**The problem**
Transcribe the entries that follow, word for word.

━━━━━━━━━━━━━━━━━━━━

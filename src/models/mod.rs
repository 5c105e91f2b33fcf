pub mod contact;
pub mod user;

pub use contact::*;
pub use user::*;

use chrono::{DateTime, SecondsFormat, Utc};
use mongodb::bson::DateTime as BsonDateTime;

/// Formats a BSON timestamp the way the API exposes it, e.g. `2024-08-20T11:13:55.453Z`.
pub fn to_rfc3339(value: BsonDateTime) -> String {
    DateTime::<Utc>::from_timestamp_millis(value.timestamp_millis())
        .map(|dt| dt.to_rfc3339_opts(SecondsFormat::Millis, true))
        .unwrap_or_default()
}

━━━━━━━━━━━━━━━━━━━━

**Expected output**
filename src/models/mod.rs
repository 5c105e91f2b33fcf
pub mod contact;
pub mod user;

pub use contact::*;
pub use user::*;

use chrono::{DateTime, SecondsFormat, Utc};
use mongodb::bson::DateTime as BsonDateTime;

/// Formats a BSON timestamp the way the API exposes it, e.g. `2024-08-20T11:13:55.453Z`.
pub fn to_rfc3339(value: BsonDateTime) -> String {
    DateTime::<Utc>::from_timestamp_millis(value.timestamp_millis())
        .map(|dt| dt.to_rfc3339_opts(SecondsFormat::Millis, true))
        .unwrap_or_default()
}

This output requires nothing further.